Required action>
Output only the lines below that start at the line containing "self.certificate.tbs().public_key()" and end at the line containing "scheduler left off.", with both ends kept.

Stored data entries>
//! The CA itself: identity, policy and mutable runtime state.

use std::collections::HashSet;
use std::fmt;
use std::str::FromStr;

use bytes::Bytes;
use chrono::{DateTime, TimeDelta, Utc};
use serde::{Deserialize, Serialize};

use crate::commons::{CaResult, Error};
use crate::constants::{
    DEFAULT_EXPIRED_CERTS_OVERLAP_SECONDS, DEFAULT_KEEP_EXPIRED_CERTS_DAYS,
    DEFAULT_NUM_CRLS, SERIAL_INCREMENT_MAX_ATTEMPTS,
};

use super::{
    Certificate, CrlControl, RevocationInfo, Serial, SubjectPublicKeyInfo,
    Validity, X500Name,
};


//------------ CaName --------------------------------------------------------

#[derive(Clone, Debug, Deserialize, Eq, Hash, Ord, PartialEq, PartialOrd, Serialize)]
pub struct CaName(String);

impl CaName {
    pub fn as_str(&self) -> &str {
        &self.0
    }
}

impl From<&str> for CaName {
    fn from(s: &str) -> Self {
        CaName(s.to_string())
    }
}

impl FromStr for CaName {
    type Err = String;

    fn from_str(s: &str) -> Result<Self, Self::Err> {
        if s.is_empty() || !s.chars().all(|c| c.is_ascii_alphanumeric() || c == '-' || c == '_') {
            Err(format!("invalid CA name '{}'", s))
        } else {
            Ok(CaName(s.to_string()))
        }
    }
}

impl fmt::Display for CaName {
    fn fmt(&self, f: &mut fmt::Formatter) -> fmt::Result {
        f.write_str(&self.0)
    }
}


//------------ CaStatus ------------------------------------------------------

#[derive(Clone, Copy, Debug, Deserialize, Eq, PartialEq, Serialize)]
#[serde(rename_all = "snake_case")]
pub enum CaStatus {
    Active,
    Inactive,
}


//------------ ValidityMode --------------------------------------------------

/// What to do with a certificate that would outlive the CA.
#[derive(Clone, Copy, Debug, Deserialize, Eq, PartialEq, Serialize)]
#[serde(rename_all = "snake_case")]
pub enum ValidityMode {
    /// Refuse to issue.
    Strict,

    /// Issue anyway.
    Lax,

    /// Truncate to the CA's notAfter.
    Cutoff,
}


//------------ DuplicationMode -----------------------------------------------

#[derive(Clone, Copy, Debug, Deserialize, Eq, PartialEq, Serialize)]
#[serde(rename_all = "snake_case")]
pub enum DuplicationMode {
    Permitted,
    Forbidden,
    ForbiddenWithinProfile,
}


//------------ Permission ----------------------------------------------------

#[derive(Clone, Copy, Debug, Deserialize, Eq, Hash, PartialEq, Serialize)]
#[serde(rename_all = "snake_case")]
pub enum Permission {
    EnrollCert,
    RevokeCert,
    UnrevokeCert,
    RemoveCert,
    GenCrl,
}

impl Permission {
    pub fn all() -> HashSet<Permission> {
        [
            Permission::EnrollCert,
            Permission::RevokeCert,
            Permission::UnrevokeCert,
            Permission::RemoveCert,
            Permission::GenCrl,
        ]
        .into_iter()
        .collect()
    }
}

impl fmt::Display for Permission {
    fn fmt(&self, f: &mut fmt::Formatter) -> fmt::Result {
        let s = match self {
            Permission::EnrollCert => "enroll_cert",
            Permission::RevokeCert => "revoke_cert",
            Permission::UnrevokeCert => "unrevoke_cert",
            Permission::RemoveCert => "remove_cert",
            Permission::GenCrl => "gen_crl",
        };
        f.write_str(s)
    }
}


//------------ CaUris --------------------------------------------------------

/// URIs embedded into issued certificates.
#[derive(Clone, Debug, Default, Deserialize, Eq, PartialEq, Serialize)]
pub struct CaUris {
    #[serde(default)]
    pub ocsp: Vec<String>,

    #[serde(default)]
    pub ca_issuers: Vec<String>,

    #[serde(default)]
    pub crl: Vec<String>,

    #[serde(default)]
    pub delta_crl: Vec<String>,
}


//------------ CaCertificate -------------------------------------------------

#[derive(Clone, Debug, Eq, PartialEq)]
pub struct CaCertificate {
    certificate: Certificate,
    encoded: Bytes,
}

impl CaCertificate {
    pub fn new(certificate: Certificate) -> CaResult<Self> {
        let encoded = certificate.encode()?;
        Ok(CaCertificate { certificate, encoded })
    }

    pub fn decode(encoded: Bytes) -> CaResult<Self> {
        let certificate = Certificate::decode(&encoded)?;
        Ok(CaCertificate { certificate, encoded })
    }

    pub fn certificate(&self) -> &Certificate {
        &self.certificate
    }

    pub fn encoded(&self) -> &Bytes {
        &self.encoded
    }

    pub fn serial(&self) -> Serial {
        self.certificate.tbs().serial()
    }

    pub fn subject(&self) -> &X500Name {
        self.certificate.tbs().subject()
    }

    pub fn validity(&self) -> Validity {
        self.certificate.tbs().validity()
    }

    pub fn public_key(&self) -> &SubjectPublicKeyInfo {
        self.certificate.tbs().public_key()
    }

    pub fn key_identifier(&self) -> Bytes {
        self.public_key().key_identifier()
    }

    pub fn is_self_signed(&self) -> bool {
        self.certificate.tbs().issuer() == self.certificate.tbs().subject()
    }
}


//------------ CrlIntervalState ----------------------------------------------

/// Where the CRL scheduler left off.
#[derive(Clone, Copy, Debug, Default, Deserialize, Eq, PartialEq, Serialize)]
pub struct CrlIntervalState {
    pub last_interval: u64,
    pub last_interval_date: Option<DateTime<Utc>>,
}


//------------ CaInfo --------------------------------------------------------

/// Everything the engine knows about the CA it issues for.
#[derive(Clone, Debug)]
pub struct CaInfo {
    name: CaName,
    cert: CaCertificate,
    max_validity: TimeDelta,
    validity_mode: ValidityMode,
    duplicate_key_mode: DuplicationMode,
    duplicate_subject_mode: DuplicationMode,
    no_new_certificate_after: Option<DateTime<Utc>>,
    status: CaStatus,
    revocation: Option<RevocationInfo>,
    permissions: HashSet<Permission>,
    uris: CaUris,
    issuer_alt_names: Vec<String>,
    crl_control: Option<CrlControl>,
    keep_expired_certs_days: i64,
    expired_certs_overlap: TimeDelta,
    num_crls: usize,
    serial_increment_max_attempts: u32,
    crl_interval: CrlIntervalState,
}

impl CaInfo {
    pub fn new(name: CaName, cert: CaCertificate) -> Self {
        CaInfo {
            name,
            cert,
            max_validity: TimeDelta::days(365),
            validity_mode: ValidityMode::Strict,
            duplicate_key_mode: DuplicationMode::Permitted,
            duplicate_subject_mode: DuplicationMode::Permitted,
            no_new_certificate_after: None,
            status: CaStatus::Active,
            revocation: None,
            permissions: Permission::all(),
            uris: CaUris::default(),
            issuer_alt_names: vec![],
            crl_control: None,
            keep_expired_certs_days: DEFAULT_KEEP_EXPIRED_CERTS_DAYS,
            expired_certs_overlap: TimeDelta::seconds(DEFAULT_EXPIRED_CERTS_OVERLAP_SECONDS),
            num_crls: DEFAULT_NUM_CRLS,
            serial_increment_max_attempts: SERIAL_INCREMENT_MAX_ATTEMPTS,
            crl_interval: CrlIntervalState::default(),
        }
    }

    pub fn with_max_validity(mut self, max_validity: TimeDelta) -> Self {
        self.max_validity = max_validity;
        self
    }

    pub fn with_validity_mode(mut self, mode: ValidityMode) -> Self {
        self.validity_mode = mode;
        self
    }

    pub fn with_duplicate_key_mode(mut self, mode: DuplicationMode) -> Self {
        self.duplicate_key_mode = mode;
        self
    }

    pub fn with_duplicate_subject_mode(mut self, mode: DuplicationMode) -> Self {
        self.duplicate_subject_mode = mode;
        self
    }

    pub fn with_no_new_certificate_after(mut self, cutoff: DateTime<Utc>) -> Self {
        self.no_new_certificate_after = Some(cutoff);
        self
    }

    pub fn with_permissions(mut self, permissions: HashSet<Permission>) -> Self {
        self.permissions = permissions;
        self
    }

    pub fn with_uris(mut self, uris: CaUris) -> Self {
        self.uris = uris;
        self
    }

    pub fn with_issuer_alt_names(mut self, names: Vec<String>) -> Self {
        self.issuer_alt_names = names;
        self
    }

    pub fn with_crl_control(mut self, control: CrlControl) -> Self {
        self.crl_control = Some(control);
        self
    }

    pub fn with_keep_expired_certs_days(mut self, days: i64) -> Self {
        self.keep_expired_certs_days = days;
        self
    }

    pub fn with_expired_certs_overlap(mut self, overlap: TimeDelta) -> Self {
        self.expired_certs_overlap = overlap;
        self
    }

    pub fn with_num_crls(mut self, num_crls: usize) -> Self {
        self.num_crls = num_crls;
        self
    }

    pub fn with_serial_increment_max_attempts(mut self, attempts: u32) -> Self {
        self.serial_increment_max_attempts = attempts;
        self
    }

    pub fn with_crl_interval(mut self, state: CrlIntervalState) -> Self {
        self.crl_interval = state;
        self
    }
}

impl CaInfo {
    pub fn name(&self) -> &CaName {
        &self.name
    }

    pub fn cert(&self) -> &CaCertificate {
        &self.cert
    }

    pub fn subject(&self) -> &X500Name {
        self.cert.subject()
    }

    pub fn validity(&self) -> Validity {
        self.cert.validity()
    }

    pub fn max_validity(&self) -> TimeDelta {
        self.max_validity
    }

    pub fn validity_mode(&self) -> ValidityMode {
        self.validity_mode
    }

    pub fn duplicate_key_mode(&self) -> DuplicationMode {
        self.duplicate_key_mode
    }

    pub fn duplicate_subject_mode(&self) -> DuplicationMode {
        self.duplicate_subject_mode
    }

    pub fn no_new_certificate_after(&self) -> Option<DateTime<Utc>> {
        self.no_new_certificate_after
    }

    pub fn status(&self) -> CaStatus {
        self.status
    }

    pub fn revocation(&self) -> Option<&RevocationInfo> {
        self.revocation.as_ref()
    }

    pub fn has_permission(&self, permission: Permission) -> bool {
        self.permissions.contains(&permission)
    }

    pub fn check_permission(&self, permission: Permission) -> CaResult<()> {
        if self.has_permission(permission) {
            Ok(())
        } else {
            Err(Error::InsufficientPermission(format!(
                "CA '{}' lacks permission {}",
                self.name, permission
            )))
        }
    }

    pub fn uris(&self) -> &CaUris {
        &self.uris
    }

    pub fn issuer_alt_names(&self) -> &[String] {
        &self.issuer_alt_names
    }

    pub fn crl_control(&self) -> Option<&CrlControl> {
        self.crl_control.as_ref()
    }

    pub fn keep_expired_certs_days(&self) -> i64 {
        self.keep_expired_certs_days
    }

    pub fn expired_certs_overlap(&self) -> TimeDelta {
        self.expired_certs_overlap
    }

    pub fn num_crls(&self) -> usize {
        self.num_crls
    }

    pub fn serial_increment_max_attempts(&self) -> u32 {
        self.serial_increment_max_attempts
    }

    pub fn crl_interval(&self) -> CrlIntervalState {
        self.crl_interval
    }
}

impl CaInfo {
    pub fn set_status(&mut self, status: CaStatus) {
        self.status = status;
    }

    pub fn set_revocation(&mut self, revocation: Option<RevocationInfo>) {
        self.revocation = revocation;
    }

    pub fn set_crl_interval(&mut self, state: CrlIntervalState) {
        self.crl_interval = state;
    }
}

Task solution>
        self.certificate.tbs().public_key()
    }

    pub fn key_identifier(&self) -> Bytes {
        self.public_key().key_identifier()
    }

    pub fn is_self_signed(&self) -> bool {
        self.certificate.tbs().issuer() == self.certificate.tbs().subject()
    }
}


//------------ CrlIntervalState ----------------------------------------------

/// Where the CRL scheduler left off.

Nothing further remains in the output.